Model export and LightSeq inference

November 9, 2022 · View on GitHub

This repo contains examples of exporting models (LightSeq, Fairseq based, Hugging Face, etc.) to protobuf/hdf5 format, and then use LightSeq for fast inference. For each model, we provide normal float model export, quantized model export (QAT, quantization aware training) and PTQ (post training quantization) model export.

Before doing anything, you need to switch to the current directory:

cd examples/inference/python

Model export

We provide the following export examples. All Fairseq based models are trained using the scripts in examples/training/fairseq.
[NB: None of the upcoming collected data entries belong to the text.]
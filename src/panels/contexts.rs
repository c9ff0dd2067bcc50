//! Work contexts panel.

use std::cmp::Ordering;

use async_trait::async_trait;
use chrono::NaiveDate;

use super::Panel;
use crate::api::{ApiError, DashboardApi};
use crate::types::Context;

pub struct ContextsPanel;

#[async_trait]
impl Panel for ContextsPanel {
    const NAME: &'static str = "contexts";
    type Snapshot = Vec<Context>;

    async fn load(&self, api: &dyn DashboardApi, user_id: &str) -> Result<Vec<Context>, ApiError> {
        api.contexts(user_id).await
    }

    fn is_empty(snapshot: &Vec<Context>) -> bool {
        snapshot.is_empty()
    }

    fn empty_message() -> &'static str {
        "No work contexts yet. Contexts appear once calendar and email data has been synced."
    }
}

#[derive(Debug, Clone, Copy, PartialEq, Eq, PartialOrd, Ord)]
pub enum Urgency {
    High,
    Medium,
    Low,
    Unknown,
}

impl Urgency {
    pub fn parse(raw: &str) -> Self {
        match raw.trim().to_ascii_lowercase().as_str() {
            "high" | "urgent" | "critical" => Urgency::High,
            "medium" | "normal" => Urgency::Medium,
            "low" => Urgency::Low,
            _ => Urgency::Unknown,
        }
    }
}

pub fn urgency(context: &Context) -> Urgency {
    Urgency::parse(&context.urgency)
}

/// Days from `today` to the context deadline. Negative when overdue.
pub fn days_until_deadline(context: &Context, today: NaiveDate) -> Option<i64> {
    let deadline = NaiveDate::parse_from_str(context.deadline.trim(), "%Y-%m-%d").ok()?;
    Some((deadline - today).num_days())
}

/// Most urgent first, then nearest deadline, then name.
pub fn by_urgency(contexts: &[Context]) -> Vec<&Context> {
    let mut out: Vec<&Context> = contexts.iter().collect();
    out.sort_by(|a, b| {
        urgency(a)
            .cmp(&urgency(b))
            .then_with(|| compare_deadline(&a.deadline, &b.deadline))
            .then_with(|| a.name.cmp(&b.name))
    });
    out
}

fn compare_deadline(a: &str, b: &str) -> Ordering {
    match (a.is_empty(), b.is_empty()) {
        (false, false) => a.cmp(b),
        (false, true) => Ordering::Less,
        (true, false) => Ordering::Greater,
        (true, true) => Ordering::Equal,
    }
}

#[cfg(test)]
mod tests {
    use super::*;

    fn context(name: &str, urgency: &str, deadline: &str) -> Context {
        Context {
            id: format!("ctx_{}", name.to_lowercase()),
            name: name.to_string(),
            urgency: urgency.to_string(),
            deadline: deadline.to_string(),
            ..Context::default()
        }
    }

    #[test]
    fn orders_by_urgency_then_deadline() {
        let contexts = vec![
            context("College", "medium", "2026-03-09"),
            context("Side project", "", ""),
            context("Hackathon Review", "high", "2026-03-04"),
            context("Taxes", "medium", "2026-03-05"),
        ];
        let names: Vec<&str> = by_urgency(&contexts).iter().map(|c| c.name.as_str()).collect();
        assert_eq!(names, vec!["Hackathon Review", "Taxes", "College", "Side project"]);
    }

    #[test]
    fn urgency_is_case_insensitive() {
        assert_eq!(Urgency::parse("HIGH"), Urgency::High);
        assert_eq!(Urgency::parse(" low "), Urgency::Low);
        assert_eq!(Urgency::parse("whenever"), Urgency::Unknown);
    }

    #[test]
    fn deadline_distance() {
        let today = NaiveDate::from_ymd_opt(2026, 3, 2).unwrap();
        assert_eq!(
            days_until_deadline(&context("A", "high", "2026-03-04"), today),
            Some(2)
        );
        assert_eq!(
            days_until_deadline(&context("B", "high", "2026-03-01"), today),
            Some(-1)
        );
        assert_eq!(days_until_deadline(&context("C", "high", ""), today), None);
        assert_eq!(
            days_until_deadline(&context("D", "high", "next week"), today),
            None
        );
    }
}
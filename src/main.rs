//! Headless focus dashboard.
//!
//! Usage: `focusdash [--user <id>] [--sync] [--ask <question>] [--once]`
//!
//! The user id can also come from `FOCUSDASH_USER_ID`. Panel output is
//! printed whenever it changes. `RUST_LOG` controls log verbosity.

use std::sync::Arc;
use std::time::Duration;

use chrono::Local;
use tokio::sync::Notify;

use focusdash_lib::google_link::{LinkPhase, LinkView};
use focusdash_lib::panels::{cognitive_load, contexts, insights, priority, recommendations, tasks};
use focusdash_lib::panels::{Panel, PanelHandle, PanelView};
use focusdash_lib::session::Panels;
use focusdash_lib::{load_config, DashboardSession, HttpApiClient, IdentitySource, Navigator};

const USER_ENV: &str = "FOCUSDASH_USER_ID";
const RENDER_EVERY: Duration = Duration::from_millis(250);

#[derive(Debug, Default, PartialEq)]
struct Args {
    user: Option<String>,
    sync: bool,
    ask: Option<String>,
    once: bool,
}

fn parse_args(
    mut args: impl Iterator<Item = String>,
    env_user: Option<String>,
) -> Result<Args, String> {
    let mut parsed = Args::default();
    while let Some(arg) = args.next() {
        match arg.as_str() {
            "--user" => parsed.user = Some(args.next().ok_or("--user needs a value")?),
            "--ask" => parsed.ask = Some(args.next().ok_or("--ask needs a question")?),
            "--sync" => parsed.sync = true,
            "--once" => parsed.once = true,
            other => return Err(format!("Unknown argument: {}", other)),
        }
    }
    if parsed.user.is_none() {
        parsed.user = env_user.filter(|u| !u.trim().is_empty());
    }
    Ok(parsed)
}

struct ExitOnLeave(Arc<Notify>);

impl Navigator for ExitOnLeave {
    fn leave_dashboard(&self) {
        self.0.notify_one();
    }
}

#[tokio::main]
async fn main() {
    env_logger::Builder::from_env(env_logger::Env::default().default_filter_or("info")).init();

    if let Err(e) = run().await {
        log::error!("{}", e);
        std::process::exit(1);
    }
}

async fn run() -> Result<(), String> {
    let args = parse_args(std::env::args().skip(1), std::env::var(USER_ENV).ok())?;
    let config = load_config()?;

    let client = Arc::new(HttpApiClient::new(&config.api_url)?);
    match client.health().await {
        Ok(true) => log::info!("Backend at {} is healthy", client.base_url()),
        Ok(false) => log::warn!("Backend at {} reports unhealthy", client.base_url()),
        Err(e) => log::warn!("Backend health check failed: {}", e.user_message()),
    }

    if let Some(question) = &args.ask {
        let user = args
            .user
            .as_deref()
            .ok_or_else(|| format!("--ask needs a user (--user or {})", USER_ENV))?;
        let reply = client
            .ask_assistant(user, question)
            .await
            .map_err(|e| e.user_message())?;
        println!("{}", reply.response);
        return Ok(());
    }

    let identity = Arc::new(IdentitySource::new());
    let leave = Arc::new(Notify::new());
    let session = DashboardSession::start(
        &config,
        client,
        identity.clone(),
        Arc::new(ExitOnLeave(leave.clone())),
    );
    identity.resolve(args.user.clone());

    if args.sync {
        match session.sync_google().await {
            Ok(report) => log::info!(
                "Sync {}: {} events, {} emails",
                report.status,
                report.synced.calendar,
                report.synced.emails
            ),
            Err(e) => log::error!("Sync failed: {}", e),
        }
    }

    let ctrl_c = tokio::signal::ctrl_c();
    tokio::pin!(ctrl_c);
    let mut ticker = tokio::time::interval(RENDER_EVERY);
    let mut last = String::new();

    loop {
        tokio::select! {
            _ = ticker.tick() => {
                let link = session.link().view();
                let Some((text, settled)) =
                    session.with_panels(|p| (render(p, &link), p.all_settled()))
                else {
                    break;
                };
                if text != last {
                    println!("{}", text);
                    last = text;
                }
                if args.once && settled {
                    break;
                }
            }
            _ = leave.notified() => {
                log::warn!("No signed-in user. Pass --user or set {}", USER_ENV);
                break;
            }
            _ = &mut ctrl_c => {
                log::info!("Interrupted");
                break;
            }
        }
    }

    session.shutdown();
    Ok(())
}

fn render(panels: &Panels, link: &LinkView) -> String {
    let mut out = String::new();
    render_link(&mut out, link);

    section(&mut out, "Work contexts", &panels.contexts, |out, snapshot| {
        for ctx in contexts::by_urgency(snapshot) {
            out.push_str(&format!("  {} [{}] due {}\n", ctx.name, ctx.urgency, ctx.deadline));
        }
    });

    section(&mut out, "What should I work on next?", &panels.tasks, |out, snapshot| {
        for row in tasks::rows(snapshot) {
            let badge = if row.top_priority { " TOP" } else { "" };
            out.push_str(&format!(
                "  {}. [{}] {} ({:.0}){}\n",
                row.rank,
                row.icon.label(),
                row.task.title,
                row.task.priority_score,
                badge
            ));
        }
    });

    section(&mut out, "Why this task is priority #1", &panels.priority, |out, snapshot| {
        if let Some(explanation) = priority::explain(snapshot, Local::now().date_naive()) {
            out.push_str(&format!("  {}\n", explanation.task.title));
            for row in &explanation.factors {
                out.push_str(&format!("    {}: {}\n", row.factor.label(), row.value));
            }
            out.push_str(&format!("  {}\n", priority::weighting_legend()));
        }
    });

    section(&mut out, "Cognitive load", &panels.cognitive_load, |out, snapshot| {
        if let Some(load) = snapshot {
            out.push_str(&format!(
                "  {:.0}/100 {} - {}\n",
                cognitive_load::gauge_value(load),
                cognitive_load::status_label(load),
                load.breakdown
            ));
        }
    });

    section(&mut out, "Work habit insights", &panels.insights, |out, snapshot| {
        for insight in insights::by_severity(snapshot) {
            out.push_str(&format!(
                "  [{}] {}: {}\n",
                insight.severity,
                insights::kind_label(insight),
                insight.message
            ));
        }
    });

    section(&mut out, "Recommendations", &panels.recommendations, |out, snapshot| {
        for rec in recommendations::actionable(snapshot) {
            out.push_str(&format!("  - {} ({})\n", rec.action, rec.reason));
        }
    });

    out
}

fn render_link(out: &mut String, link: &LinkView) {
    let phase = match link.phase {
        LinkPhase::Unlinked => "not connected",
        LinkPhase::Connecting => "connecting",
        LinkPhase::Linked { syncing: true } => "syncing",
        LinkPhase::Linked { syncing: false } => "connected",
    };
    out.push_str(&format!(
        "Google: {} ({})\n",
        phase,
        link.last_synced_label(chrono::Utc::now())
    ));
    if let Some(err) = &link.error {
        out.push_str(&format!("  ! {}\n", err));
    }
    for warning in link.warnings() {
        out.push_str(&format!("  ~ {}\n", warning));
    }
}

fn section<P: Panel>(
    out: &mut String,
    title: &str,
    handle: &PanelHandle<P>,
    body: impl FnOnce(&mut String, &P::Snapshot),
) {
    out.push_str(&format!("\n== {} ==\n", title));
    handle.with_view(|view| match view {
        PanelView::SignedOut => out.push_str("  (signed out)\n"),
        PanelView::Loading => out.push_str("  Loading...\n"),
        PanelView::Failed(message) => out.push_str(&format!("  ! {}\n", message)),
        PanelView::Empty { message, error } => {
            out.push_str(&format!("  {}\n", message));
            if let Some(error) = error {
                out.push_str(&format!("  ! {}\n", error));
            }
        }
        PanelView::Ready {
            snapshot,
            error,
            refreshing,
        } => {
            body(out, snapshot);
            if let Some(error) = error {
                out.push_str(&format!("  ! {}\n", error));
            }
            if refreshing {
                out.push_str("  (refreshing)\n");
            }
        }
    });
}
The first two LightSeq Transformer models are trained using the scripts in examples/training/custom.

Model	Type	Command	Resource	Description
LightSeq Transformer	Float	python3 export/ls_transformer_export.py -m ckpt_ls_custom.pt	link	Export LightSeq Transformer models to protobuf format.
LightSeq Transformer + PTQ	Int8	python3 export/ls_transformer_ptq_export.py -m ckpt_ls_custom.pt	link	Export LightSeq Transformer models to int8 protobuf format using post training quantization.
Hugging Face BART	Float	python3 export/huggingface/hf_bart_export.py	/	Export Hugging Face BART models to protobuf/hdf5 format.
Hugging Face BERT	Float	python3 export/huggingface/hf_bert_export.py	/	Export Hugging Face BERT models to hdf5 format.
Hugging Face + custom Torch layer BERT + QAT	Int8	python3 export/huggingface/ls_torch_hf_quant_bert_export.py -m ckpt_ls_torch_hf_quant_bert_ner.bin	/	Export Hugging Face BERT training with custom Torch layers to hdf5 format.
Hugging Face GPT2	Float	python3 export/huggingface/hf_gpt2_export.py	/	Export Hugging Face GPT2 models to hdf5 format.
Hugging Face + custom Torch layer GPT2 + QAT	Int8	python3 export/huggingface/ls_torch_hf_quant_gpt2_export.py -m ckpt_ls_torch_hf_quant_gpt2_ner.bin	/	Export Hugging Face GPT2 training with custom Torch layers to hdf5 format.
Hugging Face ViT	Float	python3 export/huggingface/hf_vit_export.py	/	Export Hugging Face ViT models to hdf5 format.
Native Fairseq Transformer	Float	python3 export/fairseq/native_fs_transformer_export.py -m ckpt_native_fairseq_31.06.pt	link	Export native Fairseq Transformer models to protobuf/hdf5 format.
Native Fairseq Transformer + PTQ	Int8	python3 export/fairseq/native_fs_transformer_export.py -m ckpt_native_fairseq_31.06.pt	link	Export native Fairseq Transformer models to int8 protobuf format using post training quantization.
Fairseq + LightSeq Transformer	Float	python3 export/fairseq/ls_fs_transformer_export.py -m ckpt_ls_fairseq_31.17.pt	link	Export Fairseq Transformer models training with LightSeq modules to protobuf/hdf5 format.
Fairseq + LightSeq Transformer + PTQ	Int8	python3 export/fairseq/ls_fs_transformer_ptq_export.py -m ckpt_ls_fairseq_31.17.pt	link	Export Fairseq Transformer models training with LightSeq modules to int8 protobuf format using post training quantization.
Fairseq + custom Torch layer	Float	python3 export/fairseq/ls_torch_fs_transformer_export.py -m ckpt_ls_torch_fairseq_31.16.pt	link	Export Fairseq Transformer models training with custom Torch layers and other LightSeq modules to protobuf format.
Fairseq + custom Torch layer + PTQ	Int8	python3 export/fairseq/ls_torch_fs_transformer_ptq_export.py -m ckpt_ls_torch_fairseq_31.16.pt	link	Export Fairseq Transformer models training with custom Torch layers and other LightSeq modules to int8 protobuf format using post training quantization.
Fairseq + custom Torch layer + QAT	Int8	python3 export/fairseq/ls_torch_fs_quant_transformer_export.py -m ckpt_ls_torch_fairseq_quant_31.09.pt	link	Export quantized Fairseq Transformer models training with custom Torch layers and other LightSeq modules to int8 protobuf format.
Native Fairseq MoE Transformer	Float	python3 export/fairseq/native_fs_moe_transformer_export.py	/	Export Fairseq MoE Transformer models to protobuf/hdf5 format.

LightSeq inference

Hugging Face models

BART

python3 test/ls_bart.py

BERT

python3 test/ls_bert.py

GPT2

python3 test/ls_gpt2.py

python3 test/ls_vit.py

Quantized BERT

python3 test/ls_quant_bert.py

Quantized GPT2

python3 test/ls_quant_gpt.py

Fairseq based models

After exporting the Fairseq based models to protobuf/hdf5 format using above scripts, we can use the following script for fast LightSeq inference on wmt14 en2de dateset, compatible with fp16 and int8 models:

bash test/ls_fairseq.sh --model ${model_path}